(DATA EXTRACTS)
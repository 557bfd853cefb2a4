//! Named-field views over a [`Vector`]'s storage.
//!
//! Rust has no anonymous unions, so field access like `v.x` or `v.r` is provided through
//! `#[repr(C)]` view structs reached via [`Deref`]/[`DerefMut`]. Every view refers to the same
//! underlying array as indexed access; writing through one name is observable through all others.

use std::{
    mem,
    ops::{Deref, DerefMut},
};

use crate::Vector;

// Positional names:

#[repr(C)]
pub struct XY<T> {
    pub x: T,
    pub y: T,
    _priv: (), // prevent external construction
}

#[repr(C)]
pub struct XYZ<T> {
    pub x: T,
    pub y: T,
    pub z: T,
    _priv: (), // prevent external construction
}

#[repr(C)]
pub struct XYZW<T> {
    pub x: T,
    pub y: T,
    pub z: T,
    pub w: T,
    _priv: (), // prevent external construction
}

// Domain names:

#[repr(C)]
pub struct WH<T> {
    pub width: T,
    pub height: T,
    _priv: (), // prevent external construction
}

#[repr(C)]
pub struct RGB<T> {
    pub r: T,
    pub g: T,
    pub b: T,
    _priv: (), // prevent external construction
}

#[repr(C)]
pub struct RGBA<T> {
    pub r: T,
    pub g: T,
    pub b: T,
    pub a: T,
    _priv: (), // prevent external construction
}

// Safety (all transmutes below): `Vector<T, N>` is `#[repr(transparent)]` over `[T; N]`, and each
// view struct is `#[repr(C)]` with exactly N fields of type `T` (the trailing `()` is zero-sized),
// so the layouts match.

impl<T> Deref for Vector<T, 2> {
    type Target = XY<T>;

    #[inline]
    fn deref(&self) -> &Self::Target {
        unsafe { mem::transmute(self) }
    }
}

impl<T> DerefMut for Vector<T, 2> {
    #[inline]
    fn deref_mut(&mut self) -> &mut Self::Target {
        unsafe { mem::transmute(self) }
    }
}

impl<T> Deref for Vector<T, 3> {
    type Target = XYZ<T>;

    #[inline]
    fn deref(&self) -> &Self::Target {
        unsafe { mem::transmute(self) }
    }
}

impl<T> DerefMut for Vector<T, 3> {
    #[inline]
    fn deref_mut(&mut self) -> &mut Self::Target {
        unsafe { mem::transmute(self) }
    }
}

impl<T> Deref for Vector<T, 4> {
    type Target = XYZW<T>;

    #[inline]
    fn deref(&self) -> &Self::Target {
        unsafe { mem::transmute(self) }
    }
}

impl<T> DerefMut for Vector<T, 4> {
    #[inline]
    fn deref_mut(&mut self) -> &mut Self::Target {
        unsafe { mem::transmute(self) }
    }
}

impl<T> Deref for XY<T> {
    type Target = WH<T>;

    #[inline]
    fn deref(&self) -> &Self::Target {
        unsafe { mem::transmute(self) }
    }
}

impl<T> DerefMut for XY<T> {
    #[inline]
    fn deref_mut(&mut self) -> &mut Self::Target {
        unsafe { mem::transmute(self) }
    }
}

impl<T> Deref for XYZ<T> {
    type Target = RGB<T>;

    #[inline]
    fn deref(&self) -> &Self::Target {
        unsafe { mem::transmute(self) }
    }
}

impl<T> DerefMut for XYZ<T> {
    #[inline]
    fn deref_mut(&mut self) -> &mut Self::Target {
        unsafe { mem::transmute(self) }
    }
}

impl<T> Deref for XYZW<T> {
    type Target = RGBA<T>;

    #[inline]
    fn deref(&self) -> &Self::Target {
        unsafe { mem::transmute(self) }
    }
}

impl<T> DerefMut for XYZW<T> {
    #[inline]
    fn deref_mut(&mut self) -> &mut Self::Target {
        unsafe { mem::transmute(self) }
    }
}
//! Property tests for the algebraic laws the vector operations are expected to uphold.

use approx::{assert_relative_eq, relative_eq};
use graphics_math::{vec3, Vec3, Vec3f, Vector};
use proptest::prelude::*;

prop_compose! {
    fn int_vec3_strategy()(
        x in -1000..1000,
        y in -1000..1000,
        z in -1000..1000,
    ) -> Vec3<i32> {
        vec3(x, y, z)
    }
}

prop_compose! {
    fn float_vec3_strategy()(
        x in -1.0e3_f32..1.0e3,
        y in -1.0e3_f32..1.0e3,
        z in -1.0e3_f32..1.0e3,
    ) -> Vec3f {
        vec3(x, y, z)
    }
}

proptest! {
    #[test]
    fn addition_commutes(a in int_vec3_strategy(), b in int_vec3_strategy()) {
        prop_assert_eq!(a + b, b + a);
    }

    #[test]
    fn elementwise_multiplication_commutes(a in int_vec3_strategy(), b in int_vec3_strategy()) {
        prop_assert_eq!(a * b, b * a);
    }

    #[test]
    fn dot_product_commutes(a in int_vec3_strategy(), b in int_vec3_strategy()) {
        prop_assert_eq!(a.dot(b), b.dot(a));
    }

    #[test]
    fn zero_is_additive_identity(a in int_vec3_strategy()) {
        prop_assert_eq!(a + Vector::ZERO, a);
    }

    #[test]
    fn one_is_multiplicative_identity(a in int_vec3_strategy()) {
        prop_assert_eq!(a * 1, a);
    }

    #[test]
    fn negation_is_an_involution(a in int_vec3_strategy()) {
        prop_assert_eq!(-(-a), a);
    }

    #[test]
    fn subtraction_undoes_addition(a in int_vec3_strategy(), b in int_vec3_strategy()) {
        prop_assert_eq!((a + b) - b, a);
    }

    #[test]
    fn assign_ops_match_their_pure_forms(a in int_vec3_strategy(), b in int_vec3_strategy()) {
        let mut v = a;
        v += b;
        prop_assert_eq!(v, a + b);
        let mut v = a;
        v -= b;
        prop_assert_eq!(v, a - b);
        let mut v = a;
        v *= b;
        prop_assert_eq!(v, a * b);
        let mut v = a;
        v *= 3;
        prop_assert_eq!(v, a * 3);
    }

    #[test]
    fn normalized_has_unit_length(a in float_vec3_strategy()) {
        prop_assume!(a.length() > 1.0e-3);
        prop_assert!(relative_eq!(a.normalized().length(), 1.0, max_relative = 1.0e-5));
    }

    #[test]
    fn normalized_is_idempotent(a in float_vec3_strategy()) {
        prop_assume!(a.length() > 1.0e-3);
        let unit = a.normalized();
        prop_assert!(relative_eq!(unit.normalized(), unit, max_relative = 1.0e-5));
    }

    #[test]
    fn cross_product_is_orthogonal_to_both_inputs(
        a in float_vec3_strategy(),
        b in float_vec3_strategy(),
    ) {
        prop_assume!(a.length() > 1.0e-3 && b.length() > 1.0e-3);
        let cross = a.normalized().cross(b.normalized());
        prop_assert!(cross.dot(a.normalized()).abs() < 1.0e-5);
        prop_assert!(cross.dot(b.normalized()).abs() < 1.0e-5);
    }

    #[test]
    fn indexed_writes_are_visible_through_named_fields(
        a in int_vec3_strategy(),
        value in -1000..1000,
        index in 0_usize..3,
    ) {
        let mut v = a;
        v[index] = value;
        prop_assert_eq!(v[index], value);
        let named = [v.x, v.y, v.z];
        prop_assert_eq!(named[index], value);
        let color = [v.r, v.g, v.b];
        prop_assert_eq!(color[index], value);
    }

    #[test]
    fn length_of_scaled_vector_scales(a in float_vec3_strategy(), k in 0.0_f32..100.0) {
        prop_assert!(relative_eq!(
            (a * k).length(),
            a.length() * k,
            max_relative = 1.0e-4
        ));
    }
}

#[test]
fn worked_example() {
    let a = vec3(1.0_f32, 2.0, 3.0);
    let b = vec3(4.0_f32, 5.0, 6.0);
    assert_eq!(a.dot(b), 32.0);
    assert_eq!(a.cross(b), vec3(-3.0, 6.0, -3.0));
    assert_relative_eq!(a.cross(b).dot(a), 0.0);
    assert_relative_eq!(a.cross(b).dot(b), 0.0);
}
(End DATA EXTRACTS)
-- PROBLEM REQUIREMENTS --
Without any change, reproduce the data in full.

-- WRITTEN ANSWER --
repository 557bfd853cefb2a4
//! Named-field views over a [`Vector`]'s storage.
//!
//! Rust has no anonymous unions, so field access like `v.x` or `v.r` is provided through
//! `#[repr(C)]` view structs reached via [`Deref`]/[`DerefMut`]. Every view refers to the same
//! underlying array as indexed access; writing through one name is observable through all others.

use std::{
    mem,
    ops::{Deref, DerefMut},
};

use crate::Vector;

// Positional names:

#[repr(C)]
pub struct XY<T> {
    pub x: T,
    pub y: T,
    _priv: (), // prevent external construction
}

#[repr(C)]
pub struct XYZ<T> {
    pub x: T,
    pub y: T,
    pub z: T,
    _priv: (), // prevent external construction
}

#[repr(C)]
pub struct XYZW<T> {
    pub x: T,
    pub y: T,
    pub z: T,
    pub w: T,
    _priv: (), // prevent external construction
}

// Domain names:

#[repr(C)]
pub struct WH<T> {
    pub width: T,
    pub height: T,
    _priv: (), // prevent external construction
}

#[repr(C)]
pub struct RGB<T> {
    pub r: T,
    pub g: T,
    pub b: T,
    _priv: (), // prevent external construction
}

#[repr(C)]
pub struct RGBA<T> {
    pub r: T,
    pub g: T,
    pub b: T,
    pub a: T,
    _priv: (), // prevent external construction
}

// Safety (all transmutes below): `Vector<T, N>` is `#[repr(transparent)]` over `[T; N]`, and each
// view struct is `#[repr(C)]` with exactly N fields of type `T` (the trailing `()` is zero-sized),
// so the layouts match.

impl<T> Deref for Vector<T, 2> {
    type Target = XY<T>;

    #[inline]
    fn deref(&self) -> &Self::Target {
        unsafe { mem::transmute(self) }
    }
}

impl<T> DerefMut for Vector<T, 2> {
    #[inline]
    fn deref_mut(&mut self) -> &mut Self::Target {
        unsafe { mem::transmute(self) }
    }
}

impl<T> Deref for Vector<T, 3> {
    type Target = XYZ<T>;

    #[inline]
    fn deref(&self) -> &Self::Target {
        unsafe { mem::transmute(self) }
    }
}

impl<T> DerefMut for Vector<T, 3> {
    #[inline]
    fn deref_mut(&mut self) -> &mut Self::Target {
        unsafe { mem::transmute(self) }
    }
}

impl<T> Deref for Vector<T, 4> {
    type Target = XYZW<T>;

    #[inline]
    fn deref(&self) -> &Self::Target {
        unsafe { mem::transmute(self) }
    }
}

impl<T> DerefMut for Vector<T, 4> {
    #[inline]
    fn deref_mut(&mut self) -> &mut Self::Target {
        unsafe { mem::transmute(self) }
    }
}

impl<T> Deref for XY<T> {
    type Target = WH<T>;

    #[inline]
    fn deref(&self) -> &Self::Target {
        unsafe { mem::transmute(self) }
    }
}

impl<T> DerefMut for XY<T> {
    #[inline]
    fn deref_mut(&mut self) -> &mut Self::Target {
        unsafe { mem::transmute(self) }
    }
}

impl<T> Deref for XYZ<T> {
    type Target = RGB<T>;

    #[inline]
    fn deref(&self) -> &Self::Target {
        unsafe { mem::transmute(self) }
    }
}

impl<T> DerefMut for XYZ<T> {
    #[inline]
    fn deref_mut(&mut self) -> &mut Self::Target {
        unsafe { mem::transmute(self) }
    }
}

impl<T> Deref for XYZW<T> {
    type Target = RGBA<T>;

    #[inline]
    fn deref(&self) -> &Self::Target {
        unsafe { mem::transmute(self) }
    }
}

impl<T> DerefMut for XYZW<T> {
    #[inline]
    fn deref_mut(&mut self) -> &mut Self::Target {
        unsafe { mem::transmute(self) }
    }
}
//! Property tests for the algebraic laws the vector operations are expected to uphold.

use approx::{assert_relative_eq, relative_eq};
use graphics_math::{vec3, Vec3, Vec3f, Vector};
use proptest::prelude::*;

prop_compose! {
    fn int_vec3_strategy()(
        x in -1000..1000,
        y in -1000..1000,
        z in -1000..1000,
    ) -> Vec3<i32> {
        vec3(x, y, z)
    }
}

prop_compose! {
    fn float_vec3_strategy()(
        x in -1.0e3_f32..1.0e3,
        y in -1.0e3_f32..1.0e3,
        z in -1.0e3_f32..1.0e3,
    ) -> Vec3f {
        vec3(x, y, z)
    }
}

proptest! {
    #[test]
    fn addition_commutes(a in int_vec3_strategy(), b in int_vec3_strategy()) {
        prop_assert_eq!(a + b, b + a);
    }

    #[test]
    fn elementwise_multiplication_commutes(a in int_vec3_strategy(), b in int_vec3_strategy()) {
        prop_assert_eq!(a * b, b * a);
    }

    #[test]
    fn dot_product_commutes(a in int_vec3_strategy(), b in int_vec3_strategy()) {
        prop_assert_eq!(a.dot(b), b.dot(a));
    }

    #[test]
    fn zero_is_additive_identity(a in int_vec3_strategy()) {
        prop_assert_eq!(a + Vector::ZERO, a);
    }

    #[test]
    fn one_is_multiplicative_identity(a in int_vec3_strategy()) {
        prop_assert_eq!(a * 1, a);
    }

    #[test]
    fn negation_is_an_involution(a in int_vec3_strategy()) {
        prop_assert_eq!(-(-a), a);
    }

    #[test]
    fn subtraction_undoes_addition(a in int_vec3_strategy(), b in int_vec3_strategy()) {
        prop_assert_eq!((a + b) - b, a);
    }

    #[test]
    fn assign_ops_match_their_pure_forms(a in int_vec3_strategy(), b in int_vec3_strategy()) {
        let mut v = a;
        v += b;
        prop_assert_eq!(v, a + b);
        let mut v = a;
        v -= b;
        prop_assert_eq!(v, a - b);
        let mut v = a;
        v *= b;
        prop_assert_eq!(v, a * b);
        let mut v = a;
        v *= 3;
        prop_assert_eq!(v, a * 3);
    }

    #[test]
    fn normalized_has_unit_length(a in float_vec3_strategy()) {
        prop_assume!(a.length() > 1.0e-3);
        prop_assert!(relative_eq!(a.normalized().length(), 1.0, max_relative = 1.0e-5));
    }

    #[test]
    fn normalized_is_idempotent(a in float_vec3_strategy()) {
        prop_assume!(a.length() > 1.0e-3);
        let unit = a.normalized();
        prop_assert!(relative_eq!(unit.normalized(), unit, max_relative = 1.0e-5));
    }

    #[test]
    fn cross_product_is_orthogonal_to_both_inputs(
        a in float_vec3_strategy(),
        b in float_vec3_strategy(),
    ) {
        prop_assume!(a.length() > 1.0e-3 && b.length() > 1.0e-3);
        let cross = a.normalized().cross(b.normalized());
        prop_assert!(cross.dot(a.normalized()).abs() < 1.0e-5);
        prop_assert!(cross.dot(b.normalized()).abs() < 1.0e-5);
    }

    #[test]
    fn indexed_writes_are_visible_through_named_fields(
        a in int_vec3_strategy(),
        value in -1000..1000,
        index in 0_usize..3,
    ) {
        let mut v = a;
        v[index] = value;
        prop_assert_eq!(v[index], value);
        let named = [v.x, v.y, v.z];
        prop_assert_eq!(named[index], value);
        let color = [v.r, v.g, v.b];
        prop_assert_eq!(color[index], value);
    }

    #[test]
    fn length_of_scaled_vector_scales(a in float_vec3_strategy(), k in 0.0_f32..100.0) {
        prop_assert!(relative_eq!(
            (a * k).length(),
            a.length() * k,
            max_relative = 1.0e-4
        ));
    }
}

#[test]
fn worked_example() {
    let a = vec3(1.0_f32, 2.0, 3.0);
    let b = vec3(4.0_f32, 5.0, 6.0);
    assert_eq!(a.dot(b), 32.0);
    assert_eq!(a.cross(b), vec3(-3.0, 6.0, -3.0));
    assert_relative_eq!(a.cross(b).dot(a), 0.0);
    assert_relative_eq!(a.cross(b).dot(b), 0.0);
}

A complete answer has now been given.